10

On a particular host, when I ssh into the machine and enter echo $PATH I get

/home/wxy/bin64:/home/wxy/bin:/usr/kerberos/bin:/usr/local/sbin:/usr/sbin:/sbin:/usr/local/bin:/bin:/usr/bin

and if I execute ssh host 'echo $PATH' I see this:

/usr/local/bin:/bin:/usr/bin

Why is this discrepancy?

Also what can I do if I wanted to see the former result using the latter command?

3 Answers 3

14

In the first scenario you're logging into the system so you're executing what's called a login type of connection. A login sources the scripts in $HOME/.bashrc and $HOME/.bash_profile if you're login shell is Bash. These 2 scripts in turn typically source the files /etc/bashrc and the files under /etc/profile.d/*.sh.

For the second scenario you're only sourcing the file $HOME/.bashrc. This type of login is called interactive.

You can read more about these in the INVOCATION section of the bash man page.

To change this behavior you can include the $HOME/.bashrc_profile as part of the interactive execution to get the desired behavior:

$ ssh user@remotehost '. $HOME/.bash_profile; echo $PATH'

-or-

$ ssh user@remotehost 'source $HOME/.bash_profile; echo $PATH'

References

3
  • And is there any way I can have the sourcing from the login type while having an interactive connection? Jun 17, 2013 at 18:31
  • @ProgrammingNoob - see updates.
    – slm
    Jun 17, 2013 at 18:40
  • 1
    /etc/bashrc is was very useful to me as it loads environment vars (no need to source ~/.bash_profile) which need to be visible to some scripts I needed to run via ssh.
    – prayagupa
    Jun 29, 2017 at 9:38
3

Session initialization files are weird, for hysterical historical reasons.

A long time ago, you logged in on the console, period. When you logged in, you got a shell, and the shell would load some initialization file. For Bourne-style shells, there are two initialization files: /etc/profile (for all users) and ~/.profile (for each user). The initialization file can set environment variables such as PATH, load applications that you want to run in every session (e.g. a mail indicator), etc. If a shell isn't a login shell, it doesn't need to start anything or set environment variables, so there's no need to run any initialization file. Surely there isn't…

Actually, shells gradually gained interactive features, so there's a need for an initialization file for interactive shells. Ksh has ~/.kshrc, bash has ~/.bashrc, zsh has ~/.zshrc.

Remote interactive logins run /etc/profile and ~/.profile. But these are not suitable to non-interactive logins because they may start non-interactive programs. Unfortunately, no standard has emerged for an initialization file for non-interactive logins.

You can run /etc/profile and ~/.profile manually if you're sure they won't produce any output or start any program, just set environment variables.
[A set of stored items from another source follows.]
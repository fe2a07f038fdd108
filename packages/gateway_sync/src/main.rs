use anyhow::{Context, Result, bail};
use clap::{Parser, Subcommand};
use std::path::PathBuf;
use std::sync::Arc;
use tokio::io::{AsyncBufReadExt, BufReader};
use tracing::{debug, info};
use tracing_subscriber::prelude::*;

use workspace_sync::{ConnectionProvider, Connector, Scope, SyncController, SyncState, load_snapshot};

mod config;
mod links;
mod render;
mod rpc;

use crate::config::{FileConfig, GatewayConfig};
use crate::rpc::RpcConnector;

#[derive(Parser)]
#[command(name = "gateway-sync")]
#[command(about = "Live view of your remote workspaces")]
struct Cli {
    #[command(subcommand)]
    command: Commands,

    /// Custom data directory (defaults to ~/.gateway-sync)
    #[arg(long, global = true)]
    data_dir: Option<PathBuf>,

    /// Workspace host (overrides config)
    #[arg(long, global = true)]
    host: Option<String>,

    /// Enable debug logging
    #[arg(short, long, global = true)]
    debug: bool,
}

#[derive(Subcommand)]
enum Commands {
    /// Show the configured host and whether credentials are present
    Status,

    /// Fetch and print workspaces once
    List(ListArgs),

    /// Keep a live workspace table; press Enter to refresh, Ctrl-C to quit
    Watch,

    /// Print the dashboard link that creates a workspace for a context URL
    New(NewArgs),
}

#[derive(Parser)]
struct ListArgs {
    /// Output as JSON
    #[arg(long)]
    json: bool,
}

#[derive(Parser)]
struct NewArgs {
    /// Repository or branch URL to start from
    context_url: String,
}

#[tokio::main]
async fn main() -> Result<()> {
    let cli = Cli::parse();
    init_logging(cli.debug);

    // A provider may already be installed by a dependency; either way one exists.
    let _ = rustls::crypto::ring::default_provider().install_default();

    let config = GatewayConfig::new(cli.data_dir.clone())?;
    let file = config.load(cli.host.as_deref())?;
    debug!(host = %file.host, data_dir = ?config.data_dir, "configuration loaded");

    match cli.command {
        Commands::Status => status_command(&config, &file),
        Commands::List(args) => list_command(&config, &file, args.json).await,
        Commands::Watch => watch_command(&config, &file).await,
        Commands::New(args) => new_command(&file, &args.context_url),
    }
}

fn init_logging(debug: bool) {
    let default_directive = if debug {
        "gateway_sync=debug,workspace_sync=debug,info"
    } else {
        "gateway_sync=info,workspace_sync=info,warn"
    };
    let env_filter = tracing_subscriber::EnvFilter::try_from_default_env()
        .unwrap_or_else(|_| tracing_subscriber::EnvFilter::new(default_directive));
    tracing_subscriber::registry()
        .with(tracing_subscriber::fmt::layer().with_writer(std::io::stderr))
        .with(env_filter)
        .init();
}

fn connector_for(file: &FileConfig) -> RpcConnector {
    RpcConnector::new(
        file.token().map(String::from),
        file.transport.tls,
        file.request_timeout(),
    )
}

fn not_connected_hint(config: &GatewayConfig) -> String {
    format!(
        "no access token configured; set `token` in {:?} or GATEWAY_TOKEN",
        config.config_toml_path()
    )
}

fn status_command(config: &GatewayConfig, file: &FileConfig) -> Result<()> {
    let connector = connector_for(file);
    println!("Host:       {}", file.host);
    println!("Dashboard:  {}", links::dashboard_url(&file.host));
    if connector.is_connected(&file.host) {
        println!("Connected:  yes");
    } else {
        println!("Connected:  no ({})", not_connected_hint(config));
    }
    Ok(())
}

async fn list_command(config: &GatewayConfig, file: &FileConfig, json: bool) -> Result<()> {
    let options = file.sync_options();
    let provider = ConnectionProvider::new(connector_for(file));
    if !provider.is_connected(&options.host) {
        bail!(not_connected_hint(config));
    }

    let client = provider
        .obtain_client(&options.host)
        .await
        .with_context(|| format!("Failed to connect to {}", options.host))?;
    let sessions = load_snapshot(&*client, options.snapshot_limit)
        .await
        .context("Failed to fetch workspaces")?;

    if json {
        let rows = render::rows(&sessions, &options.host);
        println!("{}", serde_json::to_string_pretty(&rows)?);
    } else {
        print!("{}", render::render_table(&sessions));
    }
    Ok(())
}

async fn watch_command(config: &GatewayConfig, file: &FileConfig) -> Result<()> {
    let options = file.sync_options();
    let host = options.host.clone();
    let provider = Arc::new(ConnectionProvider::new(connector_for(file)));
    let (controller, mut tables) = SyncController::new(Scope::root(), provider, options)?;

    if !controller.is_connected() {
        eprintln!("{}", not_connected_hint(config));
    }
    let mut states = controller.subscribe_state();
    controller.refresh().await;

    let mut lines = BufReader::new(tokio::io::stdin()).lines();
    let mut stdin_open = true;
    let ctrl_c = tokio::signal::ctrl_c();
    tokio::pin!(ctrl_c);

    loop {
        tokio::select! {
            _ = &mut ctrl_c => {
                info!("interrupted");
                break;
            }

            Some(table) = tables.recv() => {
                print!("{}", render::render_table(table.iter()));
            }

            changed = states.changed() => {
                if changed.is_err() {
                    break;
                }
                let state = *states.borrow_and_update();
                eprintln!("{}", render::state_line(state, &host));
                if state == SyncState::Disposed {
                    break;
                }
            }

            line = lines.next_line(), if stdin_open => match line {
                Ok(Some(_)) => controller.refresh().await,
                Ok(None) => {
                    debug!("stdin closed; refresh on Enter disabled");
                    stdin_open = false;
                }
                Err(e) => {
                    debug!(error = %e, "stdin read failed");
                    stdin_open = false;
                }
            },
        }
    }

    controller.dispose();
    Ok(())
}

fn new_command(file: &FileConfig, context_url: &str) -> Result<()> {
    match links::new_workspace_url(&file.host, context_url) {
        Some(url) => {
            println!("{url}");
            Ok(())
        }
        None => bail!("context URL is empty"),
    }
}
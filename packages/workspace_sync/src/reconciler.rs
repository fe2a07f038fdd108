//! State Reconciler
//!
//! Owns the session table. Snapshots replace it wholesale, updates are merged
//! under the staleness filter, and every accepted change is published to the
//! render channel as an immutable [`SessionTable`] snapshot.

use std::collections::HashMap;
use std::sync::Arc;

use tokio::sync::{Mutex, mpsc};
use tracing::{debug, trace};

use crate::model::{UpdateEvent, WorkspaceSession};
use crate::scope::Scope;

/// Read-only view of the sessions, in snapshot relevance order.
#[derive(Clone, Debug, Default, PartialEq, Eq)]
pub struct SessionTable {
    order: Vec<String>,
    sessions: HashMap<String, WorkspaceSession>,
}

impl SessionTable {
    fn from_snapshot(snapshot: Vec<WorkspaceSession>) -> Self {
        let mut table = SessionTable::default();
        for session in snapshot {
            // First occurrence wins; later duplicates are less relevant.
            if table.sessions.contains_key(&session.id) {
                continue;
            }
            table.order.push(session.id.clone());
            table.sessions.insert(session.id.clone(), session);
        }
        table
    }

    pub fn get(&self, id: &str) -> Option<&WorkspaceSession> {
        self.sessions.get(id)
    }

    pub fn iter(&self) -> impl Iterator<Item = &WorkspaceSession> {
        self.order.iter().filter_map(|id| self.sessions.get(id))
    }

    pub fn len(&self) -> usize {
        self.order.len()
    }

    pub fn is_empty(&self) -> bool {
        self.order.is_empty()
    }
}

/// Receiving end of the render channel.
pub type RenderReceiver = mpsc::UnboundedReceiver<Arc<SessionTable>>;

pub struct Reconciler {
    table: Mutex<Arc<SessionTable>>,
    render_tx: mpsc::UnboundedSender<Arc<SessionTable>>,
}

impl Reconciler {
    /// Create a reconciler with an empty table. Each accepted change is sent
    /// once on the returned receiver.
    pub fn new() -> (Self, RenderReceiver) {
        let (render_tx, render_rx) = mpsc::unbounded_channel();
        let reconciler = Self {
            table: Mutex::new(Arc::new(SessionTable::default())),
            render_tx,
        };
        (reconciler, render_rx)
    }

    /// Replace the table with `snapshot`. Dropped if `scope` is already dead.
    pub async fn apply_snapshot(&self, scope: &Scope, snapshot: Vec<WorkspaceSession>) -> bool {
        let mut table = self.table.lock().await;
        if !scope.is_alive() {
            return false;
        }
        *table = Arc::new(SessionTable::from_snapshot(snapshot));
        debug!(sessions = table.len(), "applied snapshot");
        self.publish(&table);
        true
    }

    /// Merge one update. Returns whether the table changed.
    pub async fn apply_update(&self, scope: &Scope, event: UpdateEvent) -> bool {
        let mut table = self.table.lock().await;
        if !scope.is_alive() {
            return false;
        }

        let Some(stored) = table.get(&event.session_id) else {
            trace!(session = %event.session_id, "update for unknown session ignored");
            return false;
        };
        if !event.state.recency.is_newer_than(&stored.latest.recency) {
            trace!(session = %event.session_id, "stale update rejected");
            return false;
        }

        debug!(
            session = %event.session_id,
            phase = %event.state.phase,
            "applied update"
        );
        let next = Arc::make_mut(&mut *table);
        if let Some(session) = next.sessions.get_mut(&event.session_id) {
            session.latest = event.state;
        }
        self.publish(&table);
        true
    }

    /// Reset to the empty table. Publishes only if something was removed.
    pub async fn clear(&self, scope: &Scope) {
        let mut table = self.table.lock().await;
        if !scope.is_alive() || table.is_empty() {
            return;
        }
        *table = Arc::new(SessionTable::default());
        debug!("cleared session table");
        self.publish(&table);
    }

    pub async fn current(&self) -> Arc<SessionTable> {
        self.table.lock().await.clone()
    }

    fn publish(&self, table: &Arc<SessionTable>) {
        // A closed receiver means the view is gone; nothing left to render.
        let _ = self.render_tx.send(table.clone());
    }
}
//! Connection Provider
//!
//! Resolves and memoizes one API client per remote host. Network and auth
//! setup live behind the [`Connector`] trait; this module only guarantees that
//! concurrent callers for the same host share a single connection.

use std::collections::HashMap;
use std::future::Future;
use std::sync::Arc;

use futures::stream::BoxStream;
use tokio::sync::Mutex;
use tracing::{debug, info};

use crate::error::{Result, SyncError};
use crate::model::{Selector, SessionRecord, UpdateEvent};

/// Options for the bulk session fetch.
#[derive(Clone, Copy, Debug, PartialEq, Eq)]
pub struct GetSessionsOptions {
    pub limit: usize,
}

/// Raw push feed from the remote. `None` from the stream means the remote
/// side went away.
pub type UpdateFeed = BoxStream<'static, Result<UpdateEvent>>;

/// Remote calls consumed by the sync core.
pub trait WorkspaceApi: Send + Sync + 'static {
    fn get_sessions(
        &self,
        options: GetSessionsOptions,
    ) -> impl Future<Output = Result<Vec<SessionRecord>>> + Send;

    fn subscribe_updates(
        &self,
        selector: &Selector,
    ) -> impl Future<Output = Result<UpdateFeed>> + Send;
}

/// Connectivity and authentication collaborator.
pub trait Connector: Send + Sync + 'static {
    type Api: WorkspaceApi;

    /// Whether credentials for `host` are present.
    fn is_connected(&self, host: &str) -> bool;

    fn connect(&self, host: &str) -> impl Future<Output = Result<Self::Api>> + Send;
}

/// Memoizing front for a [`Connector`].
pub struct ConnectionProvider<C: Connector> {
    connector: C,
    clients: Mutex<HashMap<String, Arc<C::Api>>>,
}

impl<C: Connector> ConnectionProvider<C> {
    pub fn new(connector: C) -> Self {
        Self {
            connector,
            clients: Mutex::new(HashMap::new()),
        }
    }

    pub fn is_connected(&self, host: &str) -> bool {
        self.connector.is_connected(host)
    }

    /// Return the client for `host`, connecting on first use.
    ///
    /// The lock is held across the connect so two callers racing for the same
    /// host cannot open duplicate connections.
    pub async fn obtain_client(&self, host: &str) -> Result<Arc<C::Api>> {
        let mut clients = self.clients.lock().await;
        if let Some(client) = clients.get(host) {
            return Ok(client.clone());
        }

        if !self.connector.is_connected(host) {
            return Err(SyncError::NotConnected {
                host: host.to_string(),
            });
        }

        debug!(host = %host, "opening connection");
        let client = Arc::new(self.connector.connect(host).await?);
        clients.insert(host.to_string(), client.clone());
        info!(host = %host, "connected");
        Ok(client)
    }

    /// Forget the memoized client for `host`; the next `obtain_client` reconnects.
    pub async fn invalidate(&self, host: &str) {
        if self.clients.lock().await.remove(host).is_some() {
            debug!(host = %host, "dropped memoized connection");
        }
    }

    pub async fn has_client(&self, host: &str) -> bool {
        self.clients.lock().await.contains_key(host)
    }
}
//! Snapshot Loader: one bounded bulk fetch of the host's sessions.

use tracing::debug;

use crate::error::Result;
use crate::model::WorkspaceSession;
use crate::provider::{GetSessionsOptions, WorkspaceApi};

/// Default cap on the number of sessions fetched per cycle.
pub const DEFAULT_SNAPSHOT_LIMIT: usize = 20;

/// Fetch up to `limit` sessions in relevance order, dropping records that have
/// no instance yet.
pub async fn load_snapshot<A: WorkspaceApi>(api: &A, limit: usize) -> Result<Vec<WorkspaceSession>> {
    let records = api.get_sessions(GetSessionsOptions { limit }).await?;
    let fetched = records.len();
    let sessions: Vec<WorkspaceSession> = records
        .into_iter()
        .take(limit)
        .filter_map(|record| record.into_session())
        .collect();
    debug!(
        fetched,
        visible = sessions.len(),
        limit,
        "loaded session snapshot"
    );
    Ok(sessions)
}
use anyhow::{Context, Result};
use serde::{Deserialize, Serialize};
use std::path::{Path, PathBuf};
use std::time::Duration;

use workspace_sync::{Selector, SyncOptions};

// =============================================================================
// Unified config (figment-deserialized from defaults / config.toml / env vars)
// =============================================================================
//
// Three equivalent ways to configure:
//
//   config.toml:     [sync]
//                    snapshot_limit = 50
//
//   env var:         GATEWAY_SYNC__SNAPSHOT_LIMIT=50   (double underscore = nesting)
//
//   (single underscore stays within field names: GATEWAY_TRANSPORT__REQUEST_TIMEOUT_SECS)

/// Top-level tunable configuration, deserialized by figment.
#[derive(Clone, Debug, Serialize, Deserialize)]
pub struct FileConfig {
    #[serde(default = "default_host")]
    pub host: String,
    /// Access token for `host`. Absent or blank means "not connected".
    #[serde(default)]
    pub token: Option<String>,
    #[serde(default)]
    pub sync: SyncFileConfig,
    #[serde(default)]
    pub transport: TransportFileConfig,
}

impl Default for FileConfig {
    fn default() -> Self {
        Self {
            host: default_host(),
            token: None,
            sync: SyncFileConfig::default(),
            transport: TransportFileConfig::default(),
        }
    }
}

/// Sync tunables (lives under `[sync]` in config.toml).
#[derive(Clone, Debug, Serialize, Deserialize)]
pub struct SyncFileConfig {
    #[serde(default = "default_snapshot_limit")]
    pub snapshot_limit: usize,
    /// `*` for every workspace, or a single workspace id.
    #[serde(default = "default_selector")]
    pub selector: String,
}

impl Default for SyncFileConfig {
    fn default() -> Self {
        Self {
            snapshot_limit: default_snapshot_limit(),
            selector: default_selector(),
        }
    }
}

/// Transport tunables (lives under `[transport]` in config.toml).
#[derive(Clone, Debug, Serialize, Deserialize)]
pub struct TransportFileConfig {
    /// Use `wss://` (default) or plain `ws://`.
    #[serde(default = "default_tls")]
    pub tls: bool,
    #[serde(default = "default_request_timeout_secs")]
    pub request_timeout_secs: u64,
}

impl Default for TransportFileConfig {
    fn default() -> Self {
        Self {
            tls: default_tls(),
            request_timeout_secs: default_request_timeout_secs(),
        }
    }
}

fn default_host() -> String {
    "gitpod.io".to_string()
}
fn default_snapshot_limit() -> usize {
    workspace_sync::DEFAULT_SNAPSHOT_LIMIT
}
fn default_selector() -> String {
    "*".to_string()
}
fn default_tls() -> bool {
    true
}
fn default_request_timeout_secs() -> u64 {
    30
}

impl FileConfig {
    /// The token, with blank values treated as absent.
    pub fn token(&self) -> Option<&str> {
        self.token
            .as_deref()
            .map(str::trim)
            .filter(|t| !t.is_empty())
    }

    pub fn sync_options(&self) -> SyncOptions {
        SyncOptions {
            host: self.host.clone(),
            snapshot_limit: self.sync.snapshot_limit,
            selector: Selector::parse(self.sync.selector.trim()),
        }
    }

    pub fn request_timeout(&self) -> Duration {
        Duration::from_secs(self.transport.request_timeout_secs)
    }
}

/// Build a figment that layers: defaults → config.toml → GATEWAY_* env vars.
///
/// Env vars use double-underscore for nesting into sections:
///   `GATEWAY_TOKEN=...`  →  `token = "..."`
///   `GATEWAY_TRANSPORT__TLS=false`  →  `transport.tls = false`
pub fn load_config(data_dir: &Path) -> figment::Figment {
    use figment::{
        Figment,
        providers::{Env, Format, Serialized, Toml},
    };

    Figment::from(Serialized::defaults(FileConfig::default()))
        .merge(Toml::file(data_dir.join("config.toml")))
        .merge(Env::prefixed("GATEWAY_").split("__"))
}

// =============================================================================
// Directory layout (derived from --data-dir, not tunable via figment)
// =============================================================================

#[derive(Clone, Debug)]
pub struct GatewayConfig {
    pub data_dir: PathBuf,
}

impl GatewayConfig {
    pub fn new(custom_dir: Option<PathBuf>) -> Result<Self> {
        let data_dir = match custom_dir {
            Some(dir) => dir,
            None => dirs::home_dir()
                .context("Could not find home directory")?
                .join(".gateway-sync"),
        };

        std::fs::create_dir_all(&data_dir)
            .with_context(|| format!("Failed to create data directory: {:?}", data_dir))?;

        Ok(Self { data_dir })
    }

    pub fn config_toml_path(&self) -> PathBuf {
        self.data_dir.join("config.toml")
    }

    /// Resolve the layered file config, applying a CLI host override last.
    pub fn load(&self, host_override: Option<&str>) -> Result<FileConfig> {
        let mut fc: FileConfig = load_config(&self.data_dir)
            .extract()
            .with_context(|| format!("Invalid configuration in {:?}", self.config_toml_path()))?;
        if let Some(host) = host_override {
            fc.host = host.to_string();
        }
        Ok(fc)
    }
}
ssh foo '. /etc/profile; . ~/.profile; somecommand'

If you have parts in your .profile that only make sense in an interactive session, you can put them inside a conditional instruction.

## (in ~/.profile)
case $- in
  *i*) # the shell is interactive
    newmail;;
esac

If your login shell is bash, you can take advantage of a quirk: the initialization file ~/.bashrc is read by interactive shells, and also by non-interactive shells whose parent process is called rshd or sshd. Other shells don't have this quirk.

## (in ~/.bashrc)
case $- in
  *i*) # interactive shell: set prompt, completion settings, key bindings, etc.
    …;;
  *) # non-interactive shell: our parent must be rshd or sshd
    . ~/.profile;;
esac
3
  • Are they run or are they sourced?
    – Adrian
    Nov 20, 2022 at 3:08
  • 1
    @Adrian They're all sourced. Otherwise they couldn't perform most of their job (set environment variables, set shell options, define aliases and functions, etc.). Nov 20, 2022 at 11:12
  • Yeah. Thought so. Was confused by your statements "...run /etc/profile and ~/.profile..."
    – Adrian
    Nov 20, 2022 at 13:39
0

if you are using bash then check /etc/profile on the host that you are not able to get your expected output. Please note that bash first reads and executes commands from the file /etc/profile, if that file exists. After reading that file, it looks for ~/.bash_profile, ~/.bash_login, and ~/.profile, in that order, and reads and executes commands from the first one that exists and is readable.